Traceroute works by sending out three ICMP packets towards the destination IP. Each of those three packets has a TTL of 1 so that they will only reach the first hop. When they reach the first hop, that router will send an ICMP response. The three times you see in milliseconds is the round trip time of each of those three packets sent.

Next, traceroute sends out another three ICMP packets towards the destination IP with a TTL of 2, so that they reach the second hop in the path, which responds with the round trip time.

Traceroute will continue to increase the TTL until it gets a response from the actual final destination. Then it will stop and it will say “Trace complete.”

Now routers on the Internet can be configured not to respond to ICMP packets. This is often done for security purposes. During traceroute, if packets reach such a router, the default timeout of 2 seconds elapses, and traceroute considers that hop timed out. It then responds with “*” in the place of times and it states “Request timed out”. However traceroute does not end there. It will continue to send the next set of three packets with an increased TTL.
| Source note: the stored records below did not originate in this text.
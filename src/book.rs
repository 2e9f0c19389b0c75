//! Book record and checkout toggles.

use serde::{Deserialize, Serialize};

use crate::{core::listing::Describe, types::Genre};

/// A catalogued book.
///
/// Fields are stored exactly as given; empty strings are fine.
#[derive(Debug, Clone, PartialEq, Eq, Serialize, Deserialize)]
pub struct Book {
    genre: Genre,
    title: String,
    author: String,
    isbn: String,
    is_checked_out: bool,
}

impl Book {
    /// Creates a book that is not checked out.
    pub fn new(
        genre: Genre,
        title: impl Into<String>,
        author: impl Into<String>,
        isbn: impl Into<String>,
    ) -> Self {
        Self {
            genre,
            title: title.into(),
            author: author.into(),
            isbn: isbn.into(),
            is_checked_out: false,
        }
    }

    /// Shorthand for a [`Genre::Fiction`] book.
    pub fn fiction(
        title: impl Into<String>,
        author: impl Into<String>,
        isbn: impl Into<String>,
    ) -> Self {
        Self::new(Genre::Fiction, title, author, isbn)
    }

    /// Shorthand for a [`Genre::NonFiction`] book.
    pub fn non_fiction(
        title: impl Into<String>,
        author: impl Into<String>,
        isbn: impl Into<String>,
    ) -> Self {
        Self::new(Genre::NonFiction, title, author, isbn)
    }

    /// Marks the book as checked out. Already checked out stays checked out.
    pub fn check_out(&mut self) {
        self.is_checked_out = true;
    }

    /// Marks the book as back on the shelf.
    pub fn return_book(&mut self) {
        self.is_checked_out = false;
    }

    /// Book genre.
    pub fn genre(&self) -> Genre {
        self.genre
    }

    /// Book title.
    pub fn title(&self) -> &str {
        &self.title
    }

    /// Book author.
    pub fn author(&self) -> &str {
        &self.author
    }

    /// ISBN as given, unvalidated.
    pub fn isbn(&self) -> &str {
        &self.isbn
    }

    /// True while the book is checked out.
    pub fn is_checked_out(&self) -> bool {
        self.is_checked_out
    }
}

impl Describe for Book {
    fn describe(&self) -> String {
        format!("{}: {} by {}", self.genre.label(), self.title, self.author)
    }
}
Each time you see * * * Request timed out. it means that the particular router is configured not to respond to ICMP packets.

Now if the final destination is also configured not to respond to ICMP packets, then it may be that the traceroute will never be complete. Traceroute allows for a maximum of 30 hops. Anything higher is considered unreachable, so it doesn’t even try. In the output you are showing above, the actual destination does respond, and once it does, the trace is complete. If it does not, traceroute will continue to attempt the trace, increasing the TTL until 30 hops are reached, where it considers the trace inconclusive.

(You can increase this default maximum hops of 30 to anything up to 255, but anything beyond 30 on the Internet is considered for all intents and purposes unreachable).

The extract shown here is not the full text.